BDNF is best characterized for its role in promoting the neural and behavioral plasticity induced by cocaine or other stimulants through a key reward circuit where BDNF is engaged in a feed-forward loop that promotes further actions of stimulant drugs 29,30. It has been shown previously that exogenously added BDNF and NT-4 can produce similar effects in the NAc 6. In the present study, the expression levels of BDNF and NT-4 were significantly decreased in the NAc of rats with heroin addiction in comparison with the control group.
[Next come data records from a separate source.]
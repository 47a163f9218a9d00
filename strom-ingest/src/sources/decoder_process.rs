use std::{pin::Pin, process::Stdio};

use futures::Stream;
use strom_client::{names::Language, ReadingBatch};
use tokio::{
    io::{AsyncBufReadExt, BufReader},
    process::Command,
};

use crate::{
    config::{DecoderConfig, LinkConfig},
    pipeline::{Envelope, PipelineError, Source},
};

use super::message::decode_line;

/// Runs an external SML decoder and reads one transport message per stdout line.
///
/// The serial link settings are appended to the configured arguments as
/// `--flag value` pairs; the decoder owns the serial port.
pub struct DecoderProcessSource {
    command: String,
    args: Vec<String>,
    language: Language,
}

impl DecoderProcessSource {
    pub fn new(decoder: &DecoderConfig, link: &LinkConfig, language: Language) -> Self {
        let mut args = decoder.args.clone();
        args.extend(link_args(link));
        Self {
            command: decoder.command.clone(),
            args,
            language,
        }
    }
}

fn link_args(link: &LinkConfig) -> Vec<String> {
    let mut args = vec![
        "--protocol".to_string(),
        link.protocol.clone(),
        "--transport".to_string(),
        link.transport.clone(),
        "--serial-port".to_string(),
        link.serial_port.clone(),
        "--baud-rate".to_string(),
        link.baud_rate.to_string(),
        "--data-bits".to_string(),
        link.data_bits.to_string(),
        "--parity".to_string(),
        link.parity.as_str().to_string(),
        "--stop-bits".to_string(),
        link.stop_bits.to_string(),
        "--request-interval".to_string(),
        link.request_interval_secs.to_string(),
        "--fallback-medium".to_string(),
        link.fallback_medium.to_string(),
    ];
    if link.ignore_invalid_crc {
        args.push("--ignore-invalid-crc".to_string());
    }
    args
}

#[async_trait::async_trait]
impl Source<ReadingBatch> for DecoderProcessSource {
    async fn stream(
        &self,
    ) -> Pin<Box<dyn Stream<Item = Result<Envelope<ReadingBatch>, PipelineError>> + Send>> {
        let mut cmd = Command::new(&self.command);
        cmd.args(&self.args)
            .stdin(Stdio::null())
            .stdout(Stdio::piped())
            .stderr(Stdio::inherit())
            .kill_on_drop(true);
        let command = self.command.clone();
        let language = self.language;

        let s = async_stream::stream! {
            let mut child = match cmd.spawn() {
                Ok(child) => child,
                Err(e) => {
                    yield Err(PipelineError::Source(format!("failed to start decoder '{command}': {e}")));
                    return;
                }
            };
            tracing::info!(%command, pid = child.id(), "decoder started");

            let Some(stdout) = child.stdout.take() else {
                yield Err(PipelineError::Source("decoder stdout not captured".to_string()));
                return;
            };
            let mut lines = BufReader::new(stdout).lines();

            loop {
                match lines.next_line().await {
                    Ok(Some(line)) => {
                        if line.trim().is_empty() {
                            continue;
                        }
                        yield decode_line(&line, language).map(Envelope::now);
                    }
                    Ok(None) => break,
                    Err(e) => {
                        yield Err(PipelineError::Source(format!("failed to read decoder output: {e}")));
                        return;
                    }
                }
            }

            match child.wait().await {
                Ok(status) if status.success() => tracing::info!("decoder exited"),
                Ok(status) => {
                    yield Err(PipelineError::Source(format!("decoder exited with {status}")));
                }
                Err(e) => {
                    yield Err(PipelineError::Source(format!("failed to wait for decoder: {e}")));
                }
            }
        };

        Box::pin(s)
    }
}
Our result is consistent with previous studies that showed that chronic morphine administration decreases BDNF expression in the NAc 31,32. BDNF in the NAc is predominantly supplied by anterograde axonal transport from cortical pyramidal neurons in PFA, with a minor contribution from dopamine neurons in VTA 33. Therefore, a possible speculation of the decrease in BDNF expression observed was because of the decrease in protein synthesis, anterograde axonal transport from PFA and VTA, where decreased BDNF expression was induced by chronic cocaine and morphine exposure 11,34. BDNF expression in the NAc in response to different stimulants, however, is not uniform. Several studies have found increased BDNF expression in the NAc 9,35. In addition, Smith et al. 17 reported mice lacking NT-4 reduces tolerance to morphine. Thus, the endogenous expression of BDNF and NT-4 to opiates may depend not only on the particular drug type or drug regimen used but also on the presence of other factors that are not yet defined.
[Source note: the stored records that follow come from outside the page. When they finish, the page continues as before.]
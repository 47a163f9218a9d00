use tracing_subscriber::EnvFilter;

const DEFAULT_DIRECTIVE: &str = "strom_ingest=info";

pub fn init_tracing() {
    let rust_log = std::env::var(EnvFilter::DEFAULT_ENV).ok();

    tracing_subscriber::fmt()
        .with_env_filter(env_filter(rust_log.as_deref()))
        .with_target(false)
        .init();
}

/// `RUST_LOG` wins when set; the crate default only applies without it.
fn env_filter(rust_log: Option<&str>) -> EnvFilter {
    rust_log
        .filter(|directives| !directives.trim().is_empty())
        .and_then(|directives| EnvFilter::try_new(directives).ok())
        .unwrap_or_else(|| EnvFilter::new(DEFAULT_DIRECTIVE))
}
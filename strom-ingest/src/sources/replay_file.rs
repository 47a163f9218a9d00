use std::{path::PathBuf, pin::Pin};

use futures::Stream;
use strom_client::{names::Language, ReadingBatch};
use tokio::{
    fs::File,
    io::{AsyncBufReadExt, BufReader},
};

use crate::pipeline::{Envelope, PipelineError, Source};

use super::message::decode_line;

/// Replays a recorded NDJSON file of transport messages, one cycle per line.
///
/// Undecodable lines are transport errors and only skip their own cycle.
pub struct ReplayFileSource {
    path: PathBuf,
    language: Language,
}

impl ReplayFileSource {
    pub fn new<P: Into<PathBuf>>(path: P, language: Language) -> Self {
        Self {
            path: path.into(),
            language,
        }
    }
}

#[async_trait::async_trait]
impl Source<ReadingBatch> for ReplayFileSource {
    async fn stream(
        &self,
    ) -> Pin<Box<dyn Stream<Item = Result<Envelope<ReadingBatch>, PipelineError>> + Send>> {
        let path = self.path.clone();
        let language = self.language;
        let s = async_stream::stream! {
            let file = match File::open(&path).await {
                Ok(f) => f,
                Err(e) => {
                    yield Err(PipelineError::Source(format!("failed to open replay file: {e}")));
                    return;
                }
            };
            let mut lines = BufReader::new(file).lines();

            loop {
                match lines.next_line().await {
                    Ok(Some(line)) => {
                        if line.trim().is_empty() {
                            continue;
                        }
                        let item = decode_line(&line, language).map(Envelope::now);
                        if item.is_err() {
                            metrics::counter!("replay_parse_errors_total").increment(1);
                        }
                        yield item;
                    }
                    Ok(None) => break,
                    Err(e) => {
                        yield Err(PipelineError::Source(format!("failed to read replay line: {e}")));
                        break;
                    }
                }
            }
        };

        Box::pin(s)
    }
}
In our results, increases in BDNF and NT-4 expressions were found in the groups of rats with both naloxone-induced and spontaneous withdrawal compared with the control group. These results are in agreement with previous observations showing a time-dependent increase in BDNF expression in the NAc after withdrawal from prolonged cocaine self-administration 10,35. In addition, increased serum/plasma BDNF levels were found in heroin-dependent patients during withdrawal 14. It has been hypothesized that BDNF and NT-4 may be responsible for maintenance of the neuronal phenotype 6. The increases in BDNF and NT-4 expressions could serve to counter the neurotoxicity caused by chronic heroin withdrawal on the biochemistry of NAc neurons. Future studies with antagonists to BDNF and NT-4 will be needed to examine the exact effects of chronic heroin withdrawal.
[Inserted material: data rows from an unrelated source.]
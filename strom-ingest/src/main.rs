use std::pin::Pin;

use anyhow::{Context, Result};
use futures::Stream;
use strom_client::ReadingBatch;
use strom_ingest::{
    config::{AppConfig, TransportConfig, TransportKind},
    metrics_server,
    observability,
    pipeline::{Envelope, Pipeline, PipelineError, Source},
    sinks::SeriesBackend,
    snapshot::SnapshotWriter,
    sources::{DecoderProcessSource, HttpReadingSource},
    transform::Classifier,
};
use tokio_util::sync::CancellationToken;

enum ReadingSource {
    Decoder(DecoderProcessSource),
    Http(HttpReadingSource),
}

impl ReadingSource {
    async fn from_config(cfg: &TransportConfig) -> Result<Self> {
        let language = cfg.obis_name_language;
        Ok(match cfg.kind {
            TransportKind::DecoderProcess => {
                let decoder = cfg
                    .decoder
                    .as_ref()
                    .context("transport.kind = \"decoder_process\" requires a [transport.decoder] section")?;
                Self::Decoder(DecoderProcessSource::new(decoder, &cfg.link, language))
            }
            TransportKind::Http => {
                let http = cfg
                    .http
                    .as_ref()
                    .context("transport.kind = \"http\" requires a [transport.http] section")?;
                Self::Http(HttpReadingSource::new(http, language).await?)
            }
        })
    }
}

#[async_trait::async_trait]
impl Source<ReadingBatch> for ReadingSource {
    async fn stream(
        &self,
    ) -> Pin<Box<dyn Stream<Item = Result<Envelope<ReadingBatch>, PipelineError>> + Send>> {
        match self {
            Self::Decoder(s) => s.stream().await,
            Self::Http(s) => s.stream().await,
        }
    }
}

#[tokio::main]
async fn main() -> Result<()> {
    observability::init_tracing();

    // Load configuration
    let cfg = AppConfig::load()?;

    // Start metrics server if configured
    if let Some(metrics_cfg) = &cfg.metrics {
        metrics_server::init(&metrics_cfg.bind_addr)?;
    }

    let policy = cfg.metric_policy()?;
    tracing::info!(
        entries = policy.entries().len(),
        snapshot = %cfg.snapshot.path.display(),
        series = ?cfg.series.kind,
        "starting strom ingest"
    );

    let pipeline = Pipeline {
        source: ReadingSource::from_config(&cfg.transport).await?,
        classifier: Classifier::new(policy),
        snapshot: SnapshotWriter::new(&cfg.snapshot.path),
        store: SeriesBackend::from_config(&cfg.series)?,
    };

    let shutdown = CancellationToken::new();
    let signal_token = shutdown.clone();
    tokio::spawn(async move {
        if tokio::signal::ctrl_c().await.is_ok() {
            signal_token.cancel();
        }
    });

    pipeline.run(shutdown).await?;

    Ok(())
}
In contrast to the alterations in BDNF and NT-4 following heroin dependence and withdrawal, there was a significant increase in NT-3 expression in the NAc of rats with heroin addiction and spontaneous withdrawal, but decrease in the NAc of rats with naloxone-induced withdrawal. Our results are similar to earlier studies in which the effects of different stimulants on NT-3 in the different brain regions were assessed. For example, Pierce et al. 15 reported that an acute injection of cocaine resulted in a marked increase in NT-3 expression in the VTA, which would be expected to increase BDNF signaling from the VTA to the NAc. Hatami et al. 22 reported that chronic morphine treatment and withdrawal induced a significant upregulation of NT-3 expression in paragigan to cellularis. In addition, a significant increase in NT-3 expression in the hippocampus was found following chronic exposure to ethanol 36. Increased NT-3 may function as a trophic factor for many neurotrophin-responsive neuronal populations. Our results indicate that increased expression of NT-3 in the NAc during heroin treatment and spontaneous withdrawal could then contribute toward adaptations and homeostatic mechanisms that occur in the NAc as well.

Conclusion

Our investigation showed the differential regulation of BDNF, NT-3, and NT-4 in the rat NAc following heroin dependency and withdrawal. These findings provide further evidence for the involvement of neurotrophins particularly in the NAc in the development of heroin dependence and withdrawal. Although the exact physiological role played by these neurotrophin alterations during the course of heroin treatment and withdrawal will require further investigation, these results may highlight a potential influence of neurotrophic factors in heroin addiction.